PCA-MVE for JAVA v. 1.1: Minimum Volume Ellipsoid with Principal Component
Analysis
extension.
© 2004 Kim van der Linde,
Florida State University
Usage of the program is free, but citation is appreciated.
The underlying JAVA classes and source code are
licensed
under the
Gnu General Public License.
See the Applied Usage of the Minimum-Volume Ellipsoid paper for more details.
This method is used for robust outlier detection in multivariate space. The
algorithm takes subsamples of the dataset and calculates the Volume of the
Ellipsoid representing that subsample. Outliers increase the volume
dramatically, so the Minimum Volume Ellipsoid (MVE) will correspond with the
actual core of the dataset. After this, data points exceeding the cut-off value
for the Mahalanobis distance will be designated outliers.
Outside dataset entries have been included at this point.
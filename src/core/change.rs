//! Outcome of change-tracking setters.

use serde::{Deserialize, Serialize};

/// Outcome of a change-tracking setter.
#[derive(Debug, Clone, Copy, PartialEq, Eq, Hash, Serialize, Deserialize)]
pub enum Change {
    /// The stored value differs from before.
    Changed,
    /// The new value equalled the stored one; nothing was written.
    Unchanged,
}

impl Change {
    pub fn is_changed(self) -> bool {
        self == Self::Changed
    }

    pub fn is_unchanged(self) -> bool {
        self == Self::Unchanged
    }

    /// Combine two outcomes: changed if either changed.
    pub fn or(self, other: Self) -> Self {
        if self.is_changed() || other.is_changed() {
            Self::Changed
        } else {
            Self::Unchanged
        }
    }
}

impl From<bool> for Change {
    fn from(changed: bool) -> Self {
        if changed { Self::Changed } else { Self::Unchanged }
    }
}

/// Replace `*slot` with `value` if they differ.
pub fn set_if_changed<T: PartialEq>(slot: &mut T, value: T) -> Change {
    if *slot == value {
        return Change::Unchanged;
    }
    *slot = value;
    Change::Changed
}
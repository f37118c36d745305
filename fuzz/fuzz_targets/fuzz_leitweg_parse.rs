#![no_main]

use libfuzzer_sys::fuzz_target;
use masterdata::leitweg::LeitwegId;

fuzz_target!(|data: &[u8]| {
    if let Ok(s) = std::str::from_utf8(data) {
        if let Ok(id) = LeitwegId::parse(s) {
            assert_eq!(id.to_string(), s);
        }
    }
});
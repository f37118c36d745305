//! Net prices with VAT and quantity-based price graduations.

use rust_decimal::Decimal;
use serde::{Deserialize, Serialize};

use crate::core::{Change, MasterDataError, is_known_currency_code, round_to_currency};

/// Net unit price with the VAT percentage applied to it.
#[derive(Debug, Clone, Copy, PartialEq, Eq, Serialize, Deserialize)]
pub struct Price {
    pub net: Decimal,
    /// VAT rate in percent (e.g. `19` for 19 %).
    pub vat_percentage: Decimal,
}

impl Price {
    pub fn new(net: Decimal, vat_percentage: Decimal) -> Self {
        Self {
            net,
            vat_percentage,
        }
    }

    /// VAT amount, rounded half-up to `currency`. `None` on overflow.
    pub fn vat_amount(&self, currency: &str) -> Option<Decimal> {
        let vat = self
            .net
            .checked_mul(self.vat_percentage)?
            .checked_div(Decimal::ONE_HUNDRED)?;
        Some(round_to_currency(vat, currency))
    }

    /// Net plus VAT, rounded half-up to `currency`. `None` on overflow.
    pub fn gross(&self, currency: &str) -> Option<Decimal> {
        let factor = Decimal::ONE_HUNDRED.checked_add(self.vat_percentage)?;
        let gross = self
            .net
            .checked_mul(factor)?
            .checked_div(Decimal::ONE_HUNDRED)?;
        Some(round_to_currency(gross, currency))
    }
}

/// One quantity tier of a [`PriceGraduation`].
#[derive(Debug, Clone, Copy, PartialEq, Eq, Serialize, Deserialize)]
#[serde(try_from = "PriceGraduationItemData")]
pub struct PriceGraduationItem {
    min_quantity: u32,
    unit_price: Price,
}

#[derive(Deserialize)]
struct PriceGraduationItemData {
    min_quantity: u32,
    unit_price: Price,
}

impl TryFrom<PriceGraduationItemData> for PriceGraduationItem {
    type Error = MasterDataError;

    fn try_from(data: PriceGraduationItemData) -> Result<Self, Self::Error> {
        Self::new(data.min_quantity, data.unit_price)
    }
}

impl PriceGraduationItem {
    /// A tier applying from `min_quantity` (at least 1) units on.
    pub fn new(min_quantity: u32, unit_price: Price) -> Result<Self, MasterDataError> {
        if min_quantity == 0 {
            return Err(MasterDataError::InvalidArgument(
                "minimum quantity must be at least 1".into(),
            ));
        }
        Ok(Self {
            min_quantity,
            unit_price,
        })
    }

    pub fn min_quantity(&self) -> u32 {
        self.min_quantity
    }

    pub fn unit_price(&self) -> &Price {
        &self.unit_price
    }
}

/// Quantity-tiered unit prices in one currency, ordered by minimum quantity.
#[derive(Debug, Clone, PartialEq, Eq, Serialize, Deserialize)]
#[serde(try_from = "PriceGraduationData")]
pub struct PriceGraduation {
    currency: String,
    items: Vec<PriceGraduationItem>,
}

#[derive(Deserialize)]
struct PriceGraduationData {
    currency: String,
    items: Vec<PriceGraduationItem>,
}

impl TryFrom<PriceGraduationData> for PriceGraduation {
    type Error = MasterDataError;

    fn try_from(data: PriceGraduationData) -> Result<Self, Self::Error> {
        let mut graduation = Self::new(&data.currency)?;
        for item in data.items {
            graduation.add_item(item)?;
        }
        Ok(graduation)
    }
}

impl PriceGraduation {
    pub fn new(currency: &str) -> Result<Self, MasterDataError> {
        if !is_known_currency_code(currency) {
            return Err(MasterDataError::InvalidArgument(format!(
                "unknown currency '{currency}'"
            )));
        }
        Ok(Self {
            currency: currency.to_string(),
            items: Vec::new(),
        })
    }

    /// A graduation with a single tier starting at quantity 1.
    pub fn single(currency: &str, unit_price: Price) -> Result<Self, MasterDataError> {
        let mut graduation = Self::new(currency)?;
        graduation.add_item(PriceGraduationItem::new(1, unit_price)?)?;
        Ok(graduation)
    }

    pub fn currency(&self) -> &str {
        &self.currency
    }

    /// Add a tier; its minimum quantity must not be taken yet.
    pub fn add_item(&mut self, item: PriceGraduationItem) -> Result<(), MasterDataError> {
        match self
            .items
            .binary_search_by_key(&item.min_quantity, |i| i.min_quantity)
        {
            Ok(_) => Err(MasterDataError::DuplicateKey {
                registry: "price graduation",
                key: item.min_quantity.to_string(),
            }),
            Err(idx) => {
                self.items.insert(idx, item);
                Ok(())
            }
        }
    }

    pub fn remove_item(&mut self, min_quantity: u32) -> Change {
        let before = self.items.len();
        self.items.retain(|i| i.min_quantity != min_quantity);
        Change::from(self.items.len() != before)
    }

    /// The tier with the lowest minimum quantity.
    pub fn smallest_item(&self) -> Option<&PriceGraduationItem> {
        self.items.first()
    }

    /// The tier applying to `quantity`: greatest minimum not above it.
    pub fn item_for_quantity(&self, quantity: u32) -> Option<&PriceGraduationItem> {
        let idx = self.items.partition_point(|i| i.min_quantity <= quantity);
        idx.checked_sub(1).map(|i| &self.items[i])
    }

    /// Net total for `quantity` units at the applicable tier.
    ///
    /// `None` below the smallest tier or when the total overflows.
    pub fn total_for_quantity(&self, quantity: u32) -> Option<Decimal> {
        let item = self.item_for_quantity(quantity)?;
        let total = item.unit_price.net.checked_mul(Decimal::from(quantity))?;
        Some(round_to_currency(total, &self.currency))
    }

    pub fn items(&self) -> &[PriceGraduationItem] {
        &self.items
    }

    pub fn len(&self) -> usize {
        self.items.len()
    }

    pub fn is_empty(&self) -> bool {
        self.items.is_empty()
    }
}

#[cfg(test)]
mod tests {
    use super::*;
    use rust_decimal_macros::dec;

    fn graduation() -> PriceGraduation {
        let mut g = PriceGraduation::new("EUR").unwrap();
        for (min, net) in [(100, dec!(8.50)), (1, dec!(10.00)), (10, dec!(9.25))] {
            g.add_item(PriceGraduationItem::new(min, Price::new(net, dec!(19))).unwrap())
                .unwrap();
        }
        g
    }

    #[test]
    fn gross_and_vat() {
        let p = Price::new(dec!(9.99), dec!(19));
        assert_eq!(p.gross("EUR"), Some(dec!(11.89)));
        assert_eq!(p.vat_amount("EUR"), Some(dec!(1.90)));
        assert_eq!(Price::new(dec!(100), dec!(7)).gross("JPY"), Some(dec!(107)));
    }

    #[test]
    fn overflow_is_none() {
        let huge = Price::new(Decimal::MAX, dec!(19));
        assert_eq!(huge.gross("EUR"), None);
        assert_eq!(huge.vat_amount("EUR"), None);
        let g = PriceGraduation::single("EUR", huge).unwrap();
        assert_eq!(g.total_for_quantity(2), None);
        assert_eq!(g.total_for_quantity(1), Some(Decimal::MAX));
    }

    #[test]
    fn tiers_are_sorted() {
        let mins: Vec<_> = graduation().items().iter().map(|i| i.min_quantity()).collect();
        assert_eq!(mins, [1, 10, 100]);
        assert_eq!(graduation().smallest_item().unwrap().min_quantity(), 1);
    }

    #[test]
    fn tier_lookup() {
        let g = graduation();
        assert!(g.item_for_quantity(0).is_none());
        assert_eq!(g.item_for_quantity(1).unwrap().unit_price().net, dec!(10.00));
        assert_eq!(g.item_for_quantity(9).unwrap().min_quantity(), 1);
        assert_eq!(g.item_for_quantity(10).unwrap().min_quantity(), 10);
        assert_eq!(g.item_for_quantity(5000).unwrap().min_quantity(), 100);
        assert_eq!(g.total_for_quantity(12), Some(dec!(111.00)));
    }

    #[test]
    fn duplicate_min_quantity_rejected() {
        let mut g = graduation();
        let item = PriceGraduationItem::new(10, Price::new(dec!(1), dec!(0))).unwrap();
        assert!(matches!(
            g.add_item(item),
            Err(MasterDataError::DuplicateKey { .. })
        ));
    }

    #[test]
    fn zero_quantity_and_unknown_currency() {
        assert!(PriceGraduationItem::new(0, Price::new(dec!(1), dec!(0))).is_err());
        assert!(PriceGraduation::new("EURO").is_err());
    }

    #[test]
    fn remove_and_single() {
        let mut g = graduation();
        assert_eq!(g.remove_item(10), Change::Changed);
        assert_eq!(g.remove_item(10), Change::Unchanged);
        let single = PriceGraduation::single("EUR", Price::new(dec!(5), dec!(19))).unwrap();
        assert_eq!(single.len(), 1);
        assert_eq!(single.total_for_quantity(3), Some(dec!(15)));
    }
}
This version performs first a Principal Component Analysis (PCA) and estimates
the eigenvalues. Only those factor scores, which are based on PC's with
non-zero eigenvalues, are used for the MVE procedure. This effectively
eliminates the issues the original version of MVE has with singular matrices.
The MVE method was developed by
Peter J. Rousseeuw
of the
Antwerp Group On Robust & Applied Statistics
and published in 1985 (Rousseeuw P.J., Multivariate estimation with high
breakdown point. In: Grossman W., Pflug G., Vincze I., Wertz W. (eds.)
Mathematical Statistics and Applications. Reidel, Dordrecht, The Netherlands,
p. 283) and improved later in
Rousseeuw P.J. & Leroy A., (1987), Robust regression and outlier detection. New York, John Wiley.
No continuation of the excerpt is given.